Respect to you for speaking out about how you feel. I don't especially get involved with much on the board anymore but I do lurk one hell of alot, and my impression of you before this post was not so much a good one; however now it is much better.

I agree with you about the staff making "stupid decisions" but I do appreciate the effort they put in. One day they will come out with something brilliant as they always do (take g-Online for example), it just takes time and alot of experiment I guess.

I've learnt better than to just kick up a fuss and play along into a doomed oblivion, so I'm just going to say this: 

Here's to lots of happy times!


----------



## jabjab (Jul 17, 2008)

Knew alot and seemed to do alot.. but in my short time here, although it was generally funny, you were always a rude and obnoxious poster which imo is inappropriate for your former position.
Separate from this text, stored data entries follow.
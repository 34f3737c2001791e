pub mod errors;
pub mod mapper;
pub mod result;
pub mod space;

pub use errors::*;
pub use mapper::*;
pub use result::*;
pub use space::*;
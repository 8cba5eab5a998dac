use plotters::prelude::*;
use std::{
    fmt::Display,
    fs,
    path::{Path, PathBuf},
};
use tracing::{debug, info};

use crate::{
    error::PipelineError,
    report::{Chart, ChartKind, ReportSink},
};

const SIZE: (u32, u32) = (1000, 500);

/// Writes each chart to `<dir>/<slug>.svg`.
pub struct SvgSink {
    dir: PathBuf,
}

impl SvgSink {
    pub fn new<P: Into<PathBuf>>(dir: P) -> Result<Self, PipelineError> {
        let dir = dir.into();
        fs::create_dir_all(&dir).map_err(|source| PipelineError::Io {
            path: dir.clone(),
            source,
        })?;
        Ok(SvgSink { dir })
    }

    pub fn path_for(&self, chart: &Chart) -> PathBuf {
        self.dir.join(format!("{}.svg", chart.slug()))
    }
}

impl ReportSink for SvgSink {
    fn render(&mut self, chart: &Chart) -> Result<(), PipelineError> {
        let path = self.path_for(chart);
        if chart.values.is_empty() {
            debug!(title = %chart.title, "nothing to plot");
            return Ok(());
        }

        match chart.kind {
            ChartKind::HorizontalBar => draw_horizontal_bars(&path, chart),
            ChartKind::Line => draw_line(&path, chart),
            ChartKind::Count => draw_columns(&path, chart),
        }
        .map_err(|message| PipelineError::Chart {
            path: path.clone(),
            message,
        })?;

        info!(path = %path.display(), "chart written");
        Ok(())
    }
}

fn upper_bound(values: &[f64]) -> f64 {
    let max = values.iter().cloned().fold(0.0_f64, f64::max);
    if max > 0.0 {
        max * 1.1
    } else {
        1.0
    }
}

fn segment_label(labels: &[String], value: &SegmentValue<i32>) -> String {
    match value {
        SegmentValue::CenterOf(i) => labels.get(*i as usize).cloned().unwrap_or_default(),
        _ => String::new(),
    }
}

/// Segment holding the bar of rank `rank` (0 is the largest), counted from the bottom,
/// so that the largest bar is drawn at the top.
fn top_down(n: usize, rank: usize) -> i32 {
    (n - 1 - rank) as i32
}

fn describe<E: Display>(err: E) -> String {
    err.to_string()
}

fn draw_horizontal_bars(path: &Path, chart: &Chart) -> Result<(), String> {
    let count = chart.values.len();
    let n = count as i32;
    let labels: Vec<String> = chart.labels.iter().rev().cloned().collect();
    let root = SVGBackend::new(path, SIZE).into_drawing_area();
    root.fill(&WHITE).map_err(describe)?;

    let mut ctx = ChartBuilder::on(&root)
        .caption(&chart.title, ("sans-serif", 24))
        .margin(10)
        .x_label_area_size(40)
        .y_label_area_size(220)
        .build_cartesian_2d(0.0..upper_bound(&chart.values), (0..n).into_segmented())
        .map_err(describe)?;

    ctx.configure_mesh()
        .disable_y_mesh()
        .x_desc(chart.x_label.as_str())
        .y_desc(chart.y_label.as_str())
        .y_labels(chart.values.len())
        .y_label_formatter(&|v| segment_label(&labels, v))
        .draw()
        .map_err(describe)?;

    ctx.draw_series(chart.values.iter().enumerate().map(|(rank, value)| {
        let i = top_down(count, rank);
        Rectangle::new(
            [(0.0, SegmentValue::Exact(i)), (*value, SegmentValue::Exact(i + 1))],
            BLUE.mix(0.7).filled(),
        )
    }))
    .map_err(describe)?;

    root.present().map_err(describe)
}

fn draw_columns(path: &Path, chart: &Chart) -> Result<(), String> {
    let n = chart.values.len() as i32;
    let root = SVGBackend::new(path, SIZE).into_drawing_area();
    root.fill(&WHITE).map_err(describe)?;

    let mut ctx = ChartBuilder::on(&root)
        .caption(&chart.title, ("sans-serif", 24))
        .margin(10)
        .x_label_area_size(40)
        .y_label_area_size(60)
        .build_cartesian_2d((0..n).into_segmented(), 0.0..upper_bound(&chart.values))
        .map_err(describe)?;

    ctx.configure_mesh()
        .disable_x_mesh()
        .x_desc(chart.x_label.as_str())
        .y_desc(chart.y_label.as_str())
        .x_labels(chart.values.len())
        .x_label_formatter(&|v| segment_label(&chart.labels, v))
        .draw()
        .map_err(describe)?;

    ctx.draw_series(chart.values.iter().enumerate().map(|(i, value)| {
        let i = i as i32;
        Rectangle::new(
            [(SegmentValue::Exact(i), 0.0), (SegmentValue::Exact(i + 1), *value)],
            GREEN.mix(0.7).filled(),
        )
    }))
    .map_err(describe)?;

    root.present().map_err(describe)
}

fn draw_line(path: &Path, chart: &Chart) -> Result<(), String> {
    let n = chart.values.len() as i32;
    let root = SVGBackend::new(path, SIZE).into_drawing_area();
    root.fill(&WHITE).map_err(describe)?;

    let mut ctx = ChartBuilder::on(&root)
        .caption(&chart.title, ("sans-serif", 24))
        .margin(10)
        .x_label_area_size(40)
        .y_label_area_size(80)
        .build_cartesian_2d((0..n).into_segmented(), 0.0..upper_bound(&chart.values))
        .map_err(describe)?;

    ctx.configure_mesh()
        .x_desc(chart.x_label.as_str())
        .y_desc(chart.y_label.as_str())
        .x_labels(chart.values.len())
        .x_label_formatter(&|v| segment_label(&chart.labels, v))
        .draw()
        .map_err(describe)?;

    let points: Vec<(SegmentValue<i32>, f64)> = chart
        .values
        .iter()
        .enumerate()
        .map(|(i, value)| (SegmentValue::CenterOf(i as i32), *value))
        .collect();

    ctx.draw_series(LineSeries::new(points.clone(), &RED))
        .map_err(describe)?;
    ctx.draw_series(
        points
            .into_iter()
            .map(|point| Circle::new(point, 4, RED.filled())),
    )
    .map_err(describe)?;

    root.present().map_err(describe)
}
Whilst you are probably correct in the general ideas you are trying to put across unless you can channel them in a more mature way then I dont think you helped the site improve as much as you seem to think you did/could-have.

*gives attention*


----------



## Doomsday Forte (Jul 17, 2008)

To me, you most often seemed to come off as an asshole, but you never came off as trolling (at least, to the extent that I'm almost used to in other places).  I mean hell, every place with a somewhat-strongly-knit community as this needs their personalities.  It would be sad to see one of the personalities go, however.

I didn't like you that much, but also I didn't know you very well at all so that's my excuse.  Best of luck drifting on the endless seas of the net, fellow pirate.


----------



## JKR Firefox (Jul 17, 2008)

Surprisingly, I will be sad to see you go.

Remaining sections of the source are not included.